同図は、せん(3)を貫通するガス通過孔(3a)がガス通路(31a)に連通するガス栓の全開状態を示しており、この状態から、操作つまみ(2)をせん(3)と共に90度回動させると、ガス流路(31a)がせん(3)によって閉塞される全閉状態となる。

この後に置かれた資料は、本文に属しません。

/// A leader election term. Monotonically increasing; at most one leader can
/// be elected per term.
pub type Term = u64;

/// The host-side recipient of committed operations.
///
/// Every replica applies every committed entry exactly once, in index order.
/// Application must be deterministic: replicas diverge if the same operation
/// sequence produces different states.
pub trait StateMachine: Send {
    /// Applies a committed operation at the given log index.
    fn apply(&mut self, index: Index, operation: &[u8]);
}

/// A point-in-time snapshot of node health, for host observability and
/// back-pressure decisions.
#[derive(Clone, Debug, PartialEq)]
pub struct Status {
    pub id: MemberId,
    pub term: Term,
    pub leader: Option<MemberId>,
    pub is_leader: bool,
    pub commit_index: Index,
    pub log_size: Index,
    pub active_connections: usize,
    pub is_fully_connected: bool,
}

/// Leader-side replication bookkeeping for one peer. Owned exclusively by the
/// node and indexed by peer slot; connections never see it. Recreated from
/// scratch whenever a new election begins.
#[derive(Clone, Debug, PartialEq)]
struct Progress {
    /// The highest index known replicated to the peer. Monotonically
    /// non-decreasing for the lifetime of the leadership.
    match_index: Index,
    /// The next index to send to the peer.
    next_index: Index,
    /// The peer's most recently reported commit index. Its committed prefix
    /// matches ours, which floors how far appends ever back up.
    remote_commit: Index,
    /// When to resend pending entries if no confirmation arrives. None when
    /// the peer is caught up.
    resend_deadline: Option<Instant>,
}

/// A follower replicates entries from a leader, or waits for one.
#[derive(Clone, Debug, PartialEq)]
struct Follower {
    /// When to give up on the current leader and campaign.
    election_deadline: Instant,
}

/// A candidate campaigns for leadership.
#[derive(Clone, Debug, PartialEq)]
struct Candidate {
    /// Votes received, including our own.
    votes: HashSet<MemberId>,
    /// When to give up on this election and start another.
    election_deadline: Instant,
}

/// A leader replicates its log to the followers.
#[derive(Clone, Debug)]
struct Leader {
    /// Replication progress per peer.
    progress: HashMap<MemberId, Progress>,
    /// When to broadcast the next heartbeat.
    heartbeat_deadline: Instant,
}

/// The node's current role.
#[derive(Clone, Debug)]
enum Role {
    Follower(Follower),
    Candidate(Candidate),
    Leader(Leader),
}

/// The mutable consensus state of a node. Everything in here is protected by
/// the node-wide lock; no field may be read or written outside it.
struct NodeState {
    id: MemberId,
    config: Configuration,
    /// The configuration epoch, bumped by join(). Messages delivered by
    /// connections of a replaced configuration are discarded.
    epoch: u64,
    term: Term,
    role: Role,
    /// Who we voted for in the current term, if anyone.
    voted_for: Option<MemberId>,
    /// The member we believe leads the current term, if known.
    leader: Option<MemberId>,
    log: Log,
    state_machine: Box<dyn StateMachine>,
    /// Operations submitted while no leader was known, flushed in FIFO order
    /// on leader discovery.
    pending: VecDeque<Vec<u8>>,
    /// Peer connections by slot. Populated after construction and swapped
    /// wholesale by join().
    connections: HashMap<MemberId, Arc<Connection>>,
    /// Outbound messages produced under the lock, dispatched to connections
    /// once it is released.
    outbox: Vec<(MemberId, Envelope)>,
}
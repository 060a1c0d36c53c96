//! Bump arithmetic - alignment and growth decisions
//!
//! Design: Offsets are aligned instead of addresses. Chunk starts are
//! word-aligned and the arena never aligns beyond the word size, so an aligned
//! offset is an aligned address.

/// Largest alignment the arena honours
pub const WORD: usize = core::mem::size_of::<usize>();

/// Clamp a requested alignment to `1..=WORD`
///
/// Non-power-of-two requests are rounded up to the next power of two first.
#[inline]
pub const fn clamp_align(align: usize) -> usize {
    if align <= 1 {
        1
    } else if align >= WORD {
        WORD
    } else {
        align.next_power_of_two()
    }
}

/// Bytes needed to bring `offset` up to a multiple of `align`
///
/// `align` must be a power of two.
#[inline(always)]
pub const fn padding(offset: usize, align: usize) -> usize {
    offset.wrapping_neg() & (align - 1)
}

/// How the arena makes room when the current chunk is too small
#[derive(Debug, Clone, Copy, PartialEq, Eq)]
pub enum Growth {
    /// Resize the current chunk to `capacity`; nothing points into it yet.
    Extend { capacity: usize },
    /// Retire the current chunk and start a new one of `capacity` bytes.
    Replace { capacity: usize },
}

impl Growth {
    /// Chunk capacity after the growth
    #[inline]
    pub fn capacity(self) -> usize {
        match self {
            Growth::Extend { capacity } | Growth::Replace { capacity } => capacity,
        }
    }
}
//! System memory boundary - where chunks come from
//!
//! Design: Three primitives (alloc, grow, free) so the arena can run on the
//! platform heap or on any other backend that hands out word-aligned blocks.
//! Every chunk is word-aligned, which is the strongest alignment the arena
//! ever promises.

use core::ptr::NonNull;
use std::alloc::{alloc, dealloc, realloc, Layout};

/// Alignment of every chunk handed out by a backend
pub const CHUNK_ALIGN: usize = core::mem::size_of::<usize>();

/// Source of raw chunk memory for an [`Arena`](super::Arena)
///
/// A backend reports failure by returning `None`; the arena turns that into
/// [`ArenaError::OutOfMemory`](crate::ArenaError::OutOfMemory).
///
/// # Safety
///
/// Implementations must return blocks of at least the requested size that are
/// aligned to [`CHUNK_ALIGN`], and must keep them valid until `free`.
/// `grow` must preserve the first `old_size` bytes and, on failure, leave the
/// original block untouched.
pub unsafe trait RawAlloc {
    /// Allocate a block of `size` bytes (`size > 0`)
    fn alloc(&self, size: usize) -> Option<NonNull<u8>>;

    /// Resize a block to `new_size` bytes, possibly moving it
    ///
    /// # Safety
    ///
    /// `ptr` must come from this backend with size `old_size`.
    unsafe fn grow(&self, ptr: NonNull<u8>, old_size: usize, new_size: usize) -> Option<NonNull<u8>>;

    /// Release a block
    ///
    /// # Safety
    ///
    /// `ptr` must come from this backend with size `size`, and must not be
    /// used afterwards.
    unsafe fn free(&self, ptr: NonNull<u8>, size: usize);
}

/// Platform heap backend
///
/// Uses the global allocator for portability.
#[derive(Debug, Clone, Copy, Default)]
pub struct System;

unsafe impl RawAlloc for System {
    fn alloc(&self, size: usize) -> Option<NonNull<u8>> {
        debug_assert!(size > 0, "zero-sized chunk");
        let layout = Layout::from_size_align(size, CHUNK_ALIGN).ok()?;
        NonNull::new(unsafe { alloc(layout) })
    }

    unsafe fn grow(&self, ptr: NonNull<u8>, old_size: usize, new_size: usize) -> Option<NonNull<u8>> {
        debug_assert!(new_size > old_size, "grow must enlarge the chunk");
        // Reject sizes that do not form a valid layout before realloc sees them.
        Layout::from_size_align(new_size, CHUNK_ALIGN).ok()?;
        let layout = Layout::from_size_align_unchecked(old_size, CHUNK_ALIGN);
        NonNull::new(realloc(ptr.as_ptr(), layout, new_size))
    }

    unsafe fn free(&self, ptr: NonNull<u8>, size: usize) {
        let layout = Layout::from_size_align_unchecked(size, CHUNK_ALIGN);
        dealloc(ptr.as_ptr(), layout);
    }
}
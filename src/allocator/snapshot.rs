//! Snapshots - stack-discipline rollback points
//!
//! Design: A [`Checkpoint`] records where the bump pointer was, by chunk id and
//! offset rather than by address, together with the arena id and generation so
//! a stale or foreign checkpoint is detected instead of trusted.
//! [`Snapshot`] wraps a checkpoint in a guard that borrows the arena: work goes
//! through the guard, and dropping it rolls back unless it was released.
//! Nested guards borrow their parent, which keeps rollbacks in reverse order
//! of creation.

use core::ops::{Deref, DerefMut};

use super::chunk::ChunkId;
use super::raw::{RawAlloc, System};
use super::{Arena, ArenaId};

/// Bump pointer position inside a specific chunk
#[derive(Debug, Clone, Copy, PartialEq, Eq)]
pub(crate) struct Position {
    pub(crate) chunk: ChunkId,
    pub(crate) offset: usize,
}

/// Detached rollback point of an [`Arena`]
///
/// Taken with [`Arena::checkpoint`] and consumed by [`Arena::rollback`], so it
/// can be rolled back at most once. Rolling back an older checkpoint first
/// makes this one stale.
#[derive(Debug, PartialEq, Eq)]
#[must_use = "a checkpoint does nothing unless rolled back"]
pub struct Checkpoint {
    pub(crate) arena: ArenaId,
    pub(crate) generation: u64,
    /// Creation order within the generation
    pub(crate) mark: u64,
    /// `None` when the arena was empty
    pub(crate) position: Option<Position>,
    pub(crate) total: usize,
}

impl Checkpoint {
    /// Arena size when the checkpoint was taken
    #[inline]
    pub fn size(&self) -> usize {
        self.total
    }

    #[inline]
    pub fn arena(&self) -> ArenaId {
        self.arena
    }

    #[inline]
    pub fn generation(&self) -> u64 {
        self.generation
    }
}

/// Scoped rollback point
///
/// Dereferences to the arena, so allocation continues through the snapshot.
/// Dropping a live snapshot rolls the arena back; call
/// [`release`](Self::release) to keep the allocations instead.
#[must_use = "dropping a snapshot immediately rolls it back"]
pub struct Snapshot<'a, A: RawAlloc = System> {
    arena: &'a mut Arena<A>,
    checkpoint: Option<Checkpoint>,
}

impl<'a, A: RawAlloc> Snapshot<'a, A> {
    pub(super) fn new(arena: &'a mut Arena<A>) -> Self {
        let checkpoint = arena.checkpoint();
        Self {
            arena,
            checkpoint: Some(checkpoint),
        }
    }

    /// Undo every allocation made since the snapshot was taken
    ///
    /// Only the first call does anything. If the arena was reset in the
    /// meantime, the rollback is skipped and [`StaleSnapshot`] is returned.
    ///
    /// [`StaleSnapshot`]: crate::ArenaError::StaleSnapshot
    pub fn rollback(&mut self) -> crate::Result<()> {
        match self.checkpoint.take() {
            Some(checkpoint) => self.arena.rollback(checkpoint),
            None => Ok(()),
        }
    }

    /// Keep all allocations; the snapshot will not roll back
    pub fn release(&mut self) {
        if let Some(checkpoint) = self.checkpoint.take() {
            self.arena.forget(checkpoint);
        }
    }

    /// Whether a rollback is still pending
    #[inline]
    pub fn is_live(&self) -> bool {
        self.checkpoint.is_some()
    }

    /// Arena size when the snapshot was taken
    ///
    /// `None` once the snapshot was rolled back or released.
    #[inline]
    pub fn captured_size(&self) -> Option<usize> {
        self.checkpoint.as_ref().map(Checkpoint::size)
    }
}

impl<A: RawAlloc> Deref for Snapshot<'_, A> {
    type Target = Arena<A>;

    fn deref(&self) -> &Arena<A> {
        &*self.arena
    }
}

impl<A: RawAlloc> DerefMut for Snapshot<'_, A> {
    fn deref_mut(&mut self) -> &mut Arena<A> {
        &mut *self.arena
    }
}

impl<A: RawAlloc> Drop for Snapshot<'_, A> {
    fn drop(&mut self) {
        // A rejected rollback was already logged by the arena.
        let _ = self.rollback();
    }
}

impl<A: RawAlloc> core::fmt::Debug for Snapshot<'_, A> {
    fn fmt(&self, f: &mut core::fmt::Formatter<'_>) -> core::fmt::Result {
        f.debug_struct("Snapshot")
            .field("checkpoint", &self.checkpoint)
            .finish()
    }
}
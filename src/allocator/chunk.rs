//! Chunk metadata - one contiguous block owned by the arena
//!
//! Design: Capacity lives in this side record rather than in a header in
//! front of the block, so the whole block is usable and word-aligned.
//! Chunks carry an id that survives in-place growth, which is what snapshots
//! refer to instead of raw addresses.

use core::ptr::NonNull;

use super::raw::RawAlloc;

/// Identity of a chunk within its arena
#[derive(Debug, Clone, Copy, PartialEq, Eq, Hash)]
pub struct ChunkId(pub(crate) u64);

/// A block of arena memory
#[derive(Debug)]
pub(crate) struct Chunk {
    start: NonNull<u8>,
    capacity: usize,
    id: ChunkId,
}

impl Chunk {
    /// Acquire a new chunk from the backend
    pub(crate) fn new<A: RawAlloc>(raw: &A, capacity: usize, id: ChunkId) -> Option<Self> {
        debug_assert!(capacity > 0, "empty chunk");
        let start = raw.alloc(capacity)?;
        Some(Self { start, capacity, id })
    }

    /// Resize in place (the block may move)
    ///
    /// Only legal while no allocation points into this chunk. On failure the
    /// chunk is left as it was.
    pub(crate) fn extend<A: RawAlloc>(&mut self, raw: &A, capacity: usize) -> Option<()> {
        debug_assert!(capacity > self.capacity, "extend must enlarge the chunk");
        let start = unsafe { raw.grow(self.start, self.capacity, capacity)? };
        self.start = start;
        self.capacity = capacity;
        Some(())
    }

    /// Return the block to the backend
    pub(crate) fn release<A: RawAlloc>(self, raw: &A) {
        unsafe { raw.free(self.start, self.capacity) }
    }

    #[inline]
    pub(crate) fn start(&self) -> NonNull<u8> {
        self.start
    }

    /// Address at `offset` bytes into the chunk
    ///
    /// `offset` may equal the capacity (one past the end).
    #[inline]
    pub(crate) fn at(&self, offset: usize) -> NonNull<u8> {
        debug_assert!(offset <= self.capacity, "offset outside chunk");
        unsafe { NonNull::new_unchecked(self.start.as_ptr().add(offset)) }
    }

    #[inline]
    pub(crate) fn capacity(&self) -> usize {
        self.capacity
    }

    #[inline]
    pub(crate) fn id(&self) -> ChunkId {
        self.id
    }
}
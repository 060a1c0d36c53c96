//! Logging infrastructure - structured tracing for arena decisions
//!
//! Design: Uses `tracing` for structured, contextual logging with:
//! - Configurable log levels per module
//! - Zero-cost when disabled
//! - Console or file output, human-readable or JSON
//!
//! The allocator emits events through the `log_*` helpers below so that the
//! field names stay consistent across the crate.

use once_cell::sync::OnceCell;
use std::io;
use std::path::{Path, PathBuf};
use std::sync::Mutex;
use tracing::Level;
use tracing_appender::non_blocking::WorkerGuard;
use tracing_subscriber::{
    fmt::{self, format::FmtSpan, writer::BoxMakeWriter},
    layer::SubscriberExt,
    util::SubscriberInitExt,
    EnvFilter, Layer,
};

pub use tracing::{debug, error, info, trace, warn};

/// Global logging state; holds the file writer guard so buffered lines get flushed
static LOGGER: OnceCell<Mutex<Option<WorkerGuard>>> = OnceCell::new();

/// Logging configuration
#[derive(Debug, Clone)]
pub struct LogConfig {
    /// Default log level
    pub level: Level,
    /// Log file path; logs go to stderr when unset
    pub log_path: Option<PathBuf>,
    /// Enable JSON format (vs human-readable)
    pub json_format: bool,
    /// Show span events (enter/exit)
    pub show_spans: bool,
}

impl Default for LogConfig {
    fn default() -> Self {
        Self {
            level: Level::INFO,
            log_path: None,
            json_format: false,
            show_spans: false,
        }
    }
}

impl LogConfig {
    /// Create config from environment variables
    pub fn from_env() -> Self {
        let mut config = Self::default();

        // STORED_ARENA_LOG_LEVEL: trace, debug, info, warn, error
        if let Ok(level) = std::env::var("STORED_ARENA_LOG_LEVEL") {
            config.level = parse_level(&level).unwrap_or(Level::INFO);
        }

        if let Ok(path) = std::env::var("STORED_ARENA_LOG_FILE") {
            config.log_path = Some(PathBuf::from(path));
        }

        config.json_format = std::env::var("STORED_ARENA_LOG_JSON").is_ok();
        config.show_spans = std::env::var("STORED_ARENA_LOG_SPANS").is_ok();

        config
    }

    /// Verbose config for chasing allocation patterns
    pub fn debug() -> Self {
        Self {
            level: Level::TRACE,
            log_path: None,
            json_format: false,
            show_spans: true,
        }
    }

    pub fn with_level(mut self, level: Level) -> Self {
        self.level = level;
        self
    }

    pub fn with_file(mut self, path: impl Into<PathBuf>) -> Self {
        self.log_path = Some(path.into());
        self
    }
}

/// Parse a level name, case-insensitively
pub fn parse_level(name: &str) -> Option<Level> {
    match name.to_lowercase().as_str() {
        "trace" => Some(Level::TRACE),
        "debug" => Some(Level::DEBUG),
        "info" => Some(Level::INFO),
        "warn" | "warning" => Some(Level::WARN),
        "error" => Some(Level::ERROR),
        _ => None,
    }
}

/// Initialize logging from the environment
pub fn init() {
    init_with_config(LogConfig::from_env());
}

/// Initialize logging with custom configuration
///
/// Only the first call has an effect. If another subscriber is already
/// installed, it is left in place.
pub fn init_with_config(config: LogConfig) {
    LOGGER.get_or_init(|| {
        let env_filter = EnvFilter::try_from_default_env().unwrap_or_else(|_| {
            EnvFilter::new(format!(
                "stored_arena={}",
                config.level.as_str().to_lowercase()
            ))
        });

        let span_events = if config.show_spans {
            FmtSpan::ENTER | FmtSpan::CLOSE
        } else {
            FmtSpan::NONE
        };

        let (writer, guard) = make_writer(config.log_path.as_deref());

        let layer = if config.json_format {
            fmt::layer()
                .json()
                .with_writer(writer)
                .with_span_events(span_events)
                .with_target(true)
                .boxed()
        } else {
            fmt::layer()
                .with_writer(writer)
                .with_span_events(span_events)
                .with_target(true)
                .with_line_number(cfg!(debug_assertions))
                .boxed()
        };

        tracing_subscriber::registry()
            .with(layer)
            .with(env_filter)
            .try_init()
            .ok(); // Ignore error if a subscriber is already installed

        Mutex::new(guard)
    });
}

/// Check if logging is initialized
pub fn is_initialized() -> bool {
    LOGGER.get().is_some()
}

fn make_writer(path: Option<&Path>) -> (BoxMakeWriter, Option<WorkerGuard>) {
    match path {
        Some(path) => {
            let dir = path
                .parent()
                .filter(|p| !p.as_os_str().is_empty())
                .unwrap_or_else(|| Path::new("."));
            let file = path
                .file_name()
                .map(PathBuf::from)
                .unwrap_or_else(|| PathBuf::from("stored_arena.log"));
            let (writer, guard) = tracing_appender::non_blocking(tracing_appender::rolling::never(dir, file));
            (BoxMakeWriter::new(writer), Some(guard))
        }
        None => (BoxMakeWriter::new(io::stderr), None),
    }
}

// ============================================================================
// Arena events
// ============================================================================

/// Log a bump allocation
#[inline]
pub fn log_allocation(size: usize, padding: usize, total: usize, ptr: *const u8) {
    trace!(
        target: "stored_arena::alloc",
        size,
        padding,
        total,
        address = ?ptr,
        "allocated"
    );
}

/// Log a chunk being created or resized
#[inline]
pub fn log_chunk_acquired(chunk: u64, capacity: usize, extended: bool) {
    debug!(
        target: "stored_arena::chunk",
        chunk,
        capacity,
        extended,
        "chunk acquired"
    );
}

/// Log a chunk going back to the backend
#[inline]
pub fn log_chunk_released(chunk: u64, capacity: usize) {
    debug!(
        target: "stored_arena::chunk",
        chunk,
        capacity,
        "chunk released"
    );
}

/// Log retired chunks being merged into one
#[inline]
pub fn log_coalesce(freed_chunks: usize, peak: usize) {
    debug!(
        target: "stored_arena::chunk",
        freed_chunks,
        peak,
        "coalescing chunks"
    );
}

/// Log a rejected rollback
#[inline]
pub fn log_rollback_rejected(reason: &str, captured_total: usize, total: usize) {
    warn!(
        target: "stored_arena::snapshot",
        reason,
        captured_total,
        total,
        "rollback rejected"
    );
}

/// Log a failed allocation
#[inline]
pub fn log_allocation_failure(error: &crate::ArenaError) {
    error!(
        target: "stored_arena::alloc",
        error = %error,
        "allocation failed"
    );
}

また、操作つまみ(2)の裏面と、せん(3)の頂面中央との間には、せん(3)をせん収容部(30)内に押し込んだ状態で保持するための押えバネ(4)が圧縮された状態で介在されており、せん(3)は、押えバネ(4)の付勢力によって、せん収容部(30)内に押し込まれた状態で収容されている。このとき、せん(3)は、その底面がせん収容部(30)の中底から、所定高さの空間を介して、浮き上がった状態にて、せん収容部(30)のテーパ状内周面(35)がせん(3)のテーパ状外周面(36)に摺動可能に圧接する寸法関係に設定されている。
【0003】
特許文献1に開示されているものは、ガス栓本体(31)及びせん(3)は共に鋳鉄製とし、せん(3)のテーパ状外周面(36)又はこれが摺接するせん収容部(30)のテーパ状内周面(35)のどちらか、又は、これらの双方に、ニッケル又はニッケル合金めっき被膜中にフッ素樹脂粒子が均一に分散した複合めっき被膜を形成させている。これにより、せん(3)のテーパ状外周面(36)とせん収容部(30)のテーパ状内周面(35)からなる摺動面は自己潤滑性を有することとなり、潤滑剤を供給しなくとも、優れた潤滑性、耐摩耗性を発揮する。
【0004】
なお、せん(3)とガス栓本体(31)とは同じ材質で構成されているから、同じように熱変形する。ガス栓が、温度変化の緩やかな環境下に置かれる場合では、ガス栓本体(31)とせん(3)は、共に、同じ膨張・収縮度合いで熱変形するため問題はない。しかしながら、例えば、業務用厨房で使用されるガス栓のように、飛散される熱湯や高温の油で直接加熱される環境下に置かれたガス栓では、せん(3)の外側のガス栓本体(31)のみが熱の影響を受けて温度が瞬間的に上昇し、ガス栓本体(31)とせん(3)とは、約40度~60度程度の温度差が生じてしまうことがある。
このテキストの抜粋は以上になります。